ERROR:  out of memory

DETAIL:  Failed on request of size 765275088.

 

The server has 3GB of RAM:

             total       used       free     shared    buffers     cached

Mem:       3115804     823524    2292280          0     102488     664224

-/+ buffers/cache:      56812    3058992

Swap:      5177336      33812    5143524

 

I tweaked the memory parameters of the server a bit to the following values, but still no luck.

shared_buffers = 768MB

effective_cache_size = 2048MB

checkpoint_segments 8

checkpoint_completion_target 0.8

work_mem 10MB

max_connections 50

wal_buffers 128

 

This error is consistent and reproducible every time I run that update.   I can provide a detailed stack trace if needed.

 

Any help would be highly appreciated.

 

For those who are interested in the background, we are trying to migrate from Oracle to Postgresql.  One of the major requirement of our database is the ability to generate XML feeds and some of our XML files are in the order of 500MB+. 

 

Considering future scalability we are trying to see how much data can be stored in a "text" column and written to the file system as we found PostgreSQL's COPY command a very efficient way of writing date to a file.

 

Thanks in advance and best regards,

 

 

 

Zeeshan

 

This e-mail is confidential and should not be used by anyone who is not the original intended recipient. Global DataPoint Limited does not accept liability for any statements made which are clearly the sender's own and not expressly made on behalf of Global DataPoint Limited. No contracts may be concluded on behalf of Global DataPoint Limited by means of e-mail communication.

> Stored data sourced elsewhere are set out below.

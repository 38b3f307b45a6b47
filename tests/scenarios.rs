//! End-to-end scenario tests assembled from the public surface only: a
//! `MemoryStore`, a real `ContainerRegistry`/`ScanQueue`/`Worker`, and fake
//! `SbomRetriever`/`VulnerabilityMatcher`/vulnerability-DB collaborators.
//! Each test walks one of the seed scenarios end to end, driving the
//! worker as a real background task rather than reaching into its
//! private processing method.

use std::path::Path;
use std::sync::atomic::{AtomicUsize, Ordering};
use std::sync::{Arc, Mutex};
use std::time::Duration;

use async_trait::async_trait;
use chrono::{DateTime, Utc};
use tempfile::tempdir;
use tokio_util::sync::CancellationToken;

use vulnwatch::domain::{
    Container, ContainerId, Digest, ImageRecord, ImageRef, ImageStatus, PackageRow, Runtime,
    VulnerabilityRow,
};
use vulnwatch::queue::{FullBehavior, ScanQueue, ScanQueueHandle};
use vulnwatch::registry::ContainerRegistry;
use vulnwatch::sbom::SbomRetriever;
use vulnwatch::scheduler::{CleanupOrphanedImagesJob, Job, RescanDatabaseJob};
use vulnwatch::store::{MemoryStore, PersistentStore};
use vulnwatch::vulndb::{
    AtomicReadiness, DatabaseLoader, DbDescriptor, DescriptionReader, DistributionClient,
    VulnDbManager,
};
use vulnwatch::worker::{NullVulnerabilityMatcher, VulnerabilityMatcher, Worker};

fn digest(seed: &str) -> Digest {
    let hex: String = seed.chars().cycle().take(64).collect();
    Digest::parse(&format!("sha256:{hex}")).unwrap()
}

fn container(ns: &str, pod: &str, name: &str, reference: &str, digest: Digest) -> Container {
    Container::new(
        ContainerId::new(ns, pod, name),
        ImageRef {
            reference: reference.into(),
            digest,
        },
        "node-a".into(),
        Runtime::Containerd,
    )
}

/// Counts invocations so single-flight (P2) and cache-reuse (P3) can be
/// asserted directly rather than inferred from status alone.
struct CountingRetriever {
    calls: AtomicUsize,
    sbom: Vec<u8>,
}

impl CountingRetriever {
    fn new(sbom: impl Into<Vec<u8>>) -> Self {
        CountingRetriever {
            calls: AtomicUsize::new(0),
            sbom: sbom.into(),
        }
    }

    fn call_count(&self) -> usize {
        self.calls.load(Ordering::SeqCst)
    }
}

#[async_trait]
impl SbomRetriever for CountingRetriever {
    async fn retrieve(&self, _image: &ImageRef, _node_name: &str, _runtime: Runtime) -> vulnwatch::Result<Vec<u8>> {
        self.calls.fetch_add(1, Ordering::SeqCst);
        Ok(self.sbom.clone())
    }
}

struct CountingMatcher {
    calls: AtomicUsize,
}

impl CountingMatcher {
    fn new() -> Self {
        CountingMatcher {
            calls: AtomicUsize::new(0),
        }
    }

    fn call_count(&self) -> usize {
        self.calls.load(Ordering::SeqCst)
    }
}

#[async_trait]
impl VulnerabilityMatcher for CountingMatcher {
    async fn match_vulnerabilities(
        &self,
        packages: &[PackageRow],
        _db_dir: &Path,
    ) -> vulnwatch::Result<(Vec<u8>, Vec<VulnerabilityRow>)> {
        self.calls.fetch_add(1, Ordering::SeqCst);
        let rows = packages
            .iter()
            .map(|p| VulnerabilityRow {
                digest: p.digest.clone(),
                cve_id: "CVE-2024-0001".into(),
                severity: "high".into(),
                fix_status: "fixed".into(),
                fixed_version: Some("2.32".into()),
                package_name: p.name.clone(),
                package_version: p.version.clone(),
                known_exploited: false,
                risk_score: 7.5,
                count: 1,
            })
            .collect();
        Ok((b"findings".to_vec(), rows))
    }
}

struct FixedFeed;
#[async_trait]
impl DistributionClient for FixedFeed {
    async fn check_for_update(&self, _current: Option<DateTime<Utc>>) -> vulnwatch::Result<Option<DbDescriptor>> {
        Ok(None)
    }
}

struct NoopLoader;
#[async_trait]
impl DatabaseLoader for NoopLoader {
    async fn install(&self, _descriptor: &DbDescriptor, _db_dir: &Path) -> vulnwatch::Result<()> {
        Ok(())
    }
}

/// A `DescriptionReader` whose answer the test can move forward in time,
/// to simulate the on-disk description file changing out from under the
/// manager between scheduler ticks.
struct MutableDescriptionReader(Mutex<DateTime<Utc>>);

impl MutableDescriptionReader {
    fn advance_to(&self, built_at: DateTime<Utc>) {
        *self.0.lock().unwrap() = built_at;
    }
}

#[async_trait]
impl DescriptionReader for MutableDescriptionReader {
    async fn read_built_at(&self, _db_dir: &Path) -> vulnwatch::Result<Option<(DateTime<Utc>, String)>> {
        Ok(Some((*self.0.lock().unwrap(), "6".into())))
    }
}

/// Assembles the full pipeline (registry + queue + worker) with fake
/// terminal collaborators, wired the same way `Controller::run` wires the
/// real ones, with the worker driven as a genuine background task.
struct Harness {
    store: Arc<MemoryStore>,
    registry: Arc<ContainerRegistry>,
    queue: Arc<ScanQueue>,
    retriever: Arc<CountingRetriever>,
    matcher: Arc<CountingMatcher>,
    vulndb: Arc<VulnDbManager>,
    description_reader: Arc<MutableDescriptionReader>,
    cancellation: CancellationToken,
    worker_handle: tokio::task::JoinHandle<()>,
}

impl Harness {
    /// Cancel the worker task and wait for the queue to finish draining
    /// whatever was already in flight.
    async fn shutdown(self) {
        self.queue.shutdown();
        self.cancellation.cancel();
        let _ = self.worker_handle.await;
    }
}

async fn harness(sbom_body: &'static [u8], db_built_at: DateTime<Utc>) -> Harness {
    let store = Arc::new(MemoryStore::new());
    let queue = Arc::new(ScanQueue::new(0, FullBehavior::Drop));
    let registry = Arc::new(ContainerRegistry::new(store.clone(), queue.clone()));

    let dir = tempdir().unwrap();
    let description_reader = Arc::new(MutableDescriptionReader(Mutex::new(db_built_at)));
    let vulndb = Arc::new(VulnDbManager::new(
        dir.path().to_path_buf(),
        description_reader.clone() as Arc<dyn DescriptionReader>,
        Arc::new(FixedFeed),
        Arc::new(NoopLoader),
        Arc::new(AtomicReadiness::new()),
        store.clone(),
        std::time::Duration::from_millis(10),
    ));
    vulndb.check_for_updates().await.unwrap();

    let retriever = Arc::new(CountingRetriever::new(sbom_body));
    let matcher = Arc::new(CountingMatcher::new());
    let worker = Arc::new(Worker::new(
        queue.clone(),
        store.clone() as Arc<dyn PersistentStore>,
        retriever.clone(),
        matcher.clone(),
        vulndb.clone(),
    ));

    let cancellation = CancellationToken::new();
    let worker_handle = {
        let worker = worker.clone();
        let cancellation = cancellation.clone();
        tokio::spawn(async move { worker.run(cancellation).await })
    };

    Harness {
        store,
        registry,
        queue,
        retriever,
        matcher,
        vulndb,
        description_reader,
        cancellation,
        worker_handle,
    }
}

/// Polls the store until `predicate` holds for the record, or panics after
/// a generous timeout. Every scenario here is expected to settle in a few
/// worker ticks, never in real wall-clock minutes.
async fn wait_for(store: &MemoryStore, digest: &Digest, predicate: impl Fn(&ImageRecord) -> bool) -> ImageRecord {
    tokio::time::timeout(Duration::from_secs(5), async {
        loop {
            if let Some(record) = store.get_image_record(digest).await.unwrap() {
                if predicate(&record) {
                    return record;
                }
            }
            tokio::time::sleep(Duration::from_millis(5)).await;
        }
    })
    .await
    .expect("record did not reach the expected state in time")
}

const SBOM_ONE_PACKAGE: &[u8] =
    br#"{"packages":[{"name":"libc","version":"2.31","type":"deb"}],"os_name":"debian"}"#;

#[tokio::test]
async fn happy_path_single_container_completes() {
    let h = harness(SBOM_ONE_PACKAGE, Utc::now()).await;
    let d = digest("a");
    h.registry
        .add(container("default", "web-1", "nginx", "nginx:1.21", d.clone()))
        .await
        .unwrap();

    let record = wait_for(&h.store, &d, |r| matches!(r.status, ImageStatus::Completed)).await;
    assert_eq!(record.os_name.as_deref(), Some("debian"));
    assert_eq!(h.retriever.call_count(), 1);
    assert_eq!(h.matcher.call_count(), 1);
    assert_eq!(h.store.list_packages(&d).await.unwrap().len(), 1);
    assert_eq!(h.store.list_vulnerabilities(&d).await.unwrap().len(), 1);

    h.shutdown().await;
}

#[tokio::test]
async fn duplicate_across_pods_single_sbom_retrieval() {
    let h = harness(SBOM_ONE_PACKAGE, Utc::now()).await;
    let d = digest("b");
    h.registry
        .add(container("default", "pod-1", "nginx", "nginx:1.21", d.clone()))
        .await
        .unwrap();
    h.registry
        .add(container("default", "pod-2", "nginx", "nginx:1.21", d.clone()))
        .await
        .unwrap();

    wait_for(&h.store, &d, |r| matches!(r.status, ImageStatus::Completed)).await;

    assert_eq!(h.registry.len().await, 2);
    assert_eq!(h.registry.unique_digests().await.len(), 1);
    assert_eq!(h.retriever.call_count(), 1, "single-flight per digest (P2)");

    h.shutdown().await;
}

#[tokio::test]
async fn registry_port_reference_preserved_byte_identical() {
    let h = harness(SBOM_ONE_PACKAGE, Utc::now()).await;
    let d = digest("c");
    let reference = "localhost:5000/myimage:latest";
    h.registry
        .add(container("default", "pod-1", "myimage", reference, d.clone()))
        .await
        .unwrap();

    let record = h.store.get_image_record(&d).await.unwrap().unwrap();
    assert_eq!(record.reference, reference, "port must not be parsed as a tag");

    h.shutdown().await;
}

#[tokio::test]
async fn force_rescan_from_sbom_failed_retries_sbom() {
    let h = harness(SBOM_ONE_PACKAGE, Utc::now()).await;
    let d = digest("d");

    h.store.ensure_image_record(&d, "nginx:1.21").await.unwrap();
    h.store
        .set_status(&d, ImageStatus::SbomFailed { message: "sidecar unreachable".into() })
        .await
        .unwrap();

    // Re-observing the same container is what the registry's maybe_enqueue
    // policy turns into a forced job once the record is in a failed state.
    h.registry
        .add(container("default", "pod-1", "nginx", "nginx:1.21", d.clone()))
        .await
        .unwrap();

    wait_for(&h.store, &d, |r| matches!(r.status, ImageStatus::Completed)).await;
    assert_eq!(h.retriever.call_count(), 1, "SBOM step must retry after a prior SBOM failure");

    h.shutdown().await;
}

#[tokio::test]
async fn db_update_triggers_rescans_with_cached_sbom_reuse() {
    let t0 = Utc::now() - chrono::Duration::hours(2);
    let h = harness(SBOM_ONE_PACKAGE, t0).await;

    let d1 = digest("e");
    let d2 = digest("f");
    h.registry
        .add(container("default", "pod-1", "nginx", "nginx:1.21", d1.clone()))
        .await
        .unwrap();
    h.registry
        .add(container("default", "pod-2", "redis", "redis:7", d2.clone()))
        .await
        .unwrap();
    wait_for(&h.store, &d1, |r| matches!(r.status, ImageStatus::Completed)).await;
    wait_for(&h.store, &d2, |r| matches!(r.status, ImageStatus::Completed)).await;

    assert_eq!(h.retriever.call_count(), 2);
    assert_eq!(h.matcher.call_count(), 2);
    for d in [&d1, &d2] {
        let record = h.store.get_image_record(d).await.unwrap().unwrap();
        assert_eq!(record.grype_db_built_at, Some(t0));
    }

    // Advance the on-disk description's built-at past T0 and run the
    // rescan-database job exactly as the scheduler would.
    let t1 = Utc::now();
    h.description_reader.advance_to(t1);

    let job = RescanDatabaseJob::new(
        h.vulndb.clone(),
        h.store.clone() as Arc<dyn PersistentStore>,
        h.registry.clone(),
        h.queue.clone() as Arc<dyn ScanQueueHandle>,
    );
    job.run().await.unwrap();

    wait_for(&h.store, &d1, |r| r.grype_db_built_at == Some(t1)).await;
    wait_for(&h.store, &d2, |r| r.grype_db_built_at == Some(t1)).await;

    assert_eq!(h.retriever.call_count(), 2, "cached SBOM must be reused, not re-fetched (P3)");
    assert_eq!(h.matcher.call_count(), 4, "both stale records must be re-matched");

    h.shutdown().await;
}

#[tokio::test]
async fn orphan_cleanup_cascades_and_reports_counts() {
    let h = harness(SBOM_ONE_PACKAGE, Utc::now()).await;
    let d = digest("g");
    let c = container("default", "pod-1", "nginx", "nginx:1.21", d.clone());
    h.registry.add(c.clone()).await.unwrap();
    wait_for(&h.store, &d, |r| matches!(r.status, ImageStatus::Completed)).await;

    h.registry.remove(&c.id).await.unwrap();

    let job = CleanupOrphanedImagesJob::new(h.store.clone() as Arc<dyn PersistentStore>);
    job.run().await.unwrap();

    assert!(h.store.get_image_record(&d).await.unwrap().is_none());
    assert!(h.store.list_packages(&d).await.unwrap().is_empty());
    assert!(h.store.list_vulnerabilities(&d).await.unwrap().is_empty());

    h.shutdown().await;
}

#[tokio::test]
async fn cleanup_preserves_images_with_surviving_containers() {
    let h = harness(SBOM_ONE_PACKAGE, Utc::now()).await;
    let d = digest("h");
    h.registry
        .add(container("default", "pod-1", "nginx", "nginx:1.21", d.clone()))
        .await
        .unwrap();
    h.registry
        .add(container("default", "pod-2", "nginx", "nginx:1.21", d.clone()))
        .await
        .unwrap();
    wait_for(&h.store, &d, |r| matches!(r.status, ImageStatus::Completed)).await;

    h.registry
        .remove(&ContainerId::new("default", "pod-1", "nginx"))
        .await
        .unwrap();

    let job = CleanupOrphanedImagesJob::new(h.store.clone() as Arc<dyn PersistentStore>);
    job.run().await.unwrap();

    assert!(h.store.get_image_record(&d).await.unwrap().is_some(), "pod-2 still references this digest");

    h.shutdown().await;
}

#[tokio::test]
async fn null_matcher_is_a_documented_noop_seam() {
    let matcher = NullVulnerabilityMatcher;
    let dir = tempdir().unwrap();
    let (findings, rows) = matcher.match_vulnerabilities(&[], dir.path()).await.unwrap();
    assert_eq!(findings, b"[]".to_vec());
    assert!(rows.is_empty());
}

Global DataPoint Limited Registered in England and Wales with registered number 3739752 Registered Office Middlesex House, 34-42 Cleveland Street, London W1T 4LB
On 5 July 2010 11:47,  <Zeeshan.Ghalib@globaldatapoint.com> wrote:
> Hello Guys,
>
>
>
> We are trying to migrate from Oracle to Postgres.  One of the major
> requirement of our database is the ability to generate XML feeds and some of
> our XML files are in the order of 500MB+.
>
>
>
> We are getting "Out of Memory" errors when doing an update on a table.
>
>
>
> Here is some detail on the error:
>
> ------------------------------------
>
> update test_text3 set test=test||test
>
>
>
> The table test_text3 contains only one record, the column test contains a
> string containing 382,637,520 characters (around 300+ MB)
>
>
>
> Error Message:
>
> ERROR:  out of memory
>
> DETAIL:  Failed on request of size 765275088.
>
>
>
> The server has 3GB of RAM:
>
>              total       used       free     shared    buffers     cached
>
> Mem:       3115804     823524    2292280          0     102488     664224
>
> -/+ buffers/cache:      56812    3058992
>
> Swap:      5177336      33812    5143524
>
>
>
> I tweaked the memory parameters of the server a bit to the following values,
> but still no luck.
>
> shared_buffers = 768MB
>
> effective_cache_size = 2048MB
>
> checkpoint_segments 8
>
> checkpoint_completion_target 0.8
>
> work_mem 10MB
>
> max_connections 50
>
> wal_buffers 128
>
>
>
> This error is consistent and reproducible every time I run that update.   I
> can provide a detailed stack trace if needed.
>
>
>
> Any help would be highly appreciated.
>
>
>
> For those who are interested in the background, we are trying to migrate
> from Oracle to Postgresql.  One of the major requirement of our database is
> the ability to generate XML feeds and some of our XML files are in the order
> of 500MB+.
>
>
>
> Considering future scalability we are trying to see how much data can be
> stored in a "text" column and written to the file system as we found
> PostgreSQL's COPY command a very efficient way of writing date to a file.
>
>
>
> Thanks in advance and best regards,
>
>
>
>
>
>
>
> Zeeshan
>

Hi Zeeshan,

Which version of PostgreSQL are you using?  And are there any indexes,
constraints or triggers on the table you're attempting to insert this
data into?

As for the maximum size of a text column, I believe it's 1GB.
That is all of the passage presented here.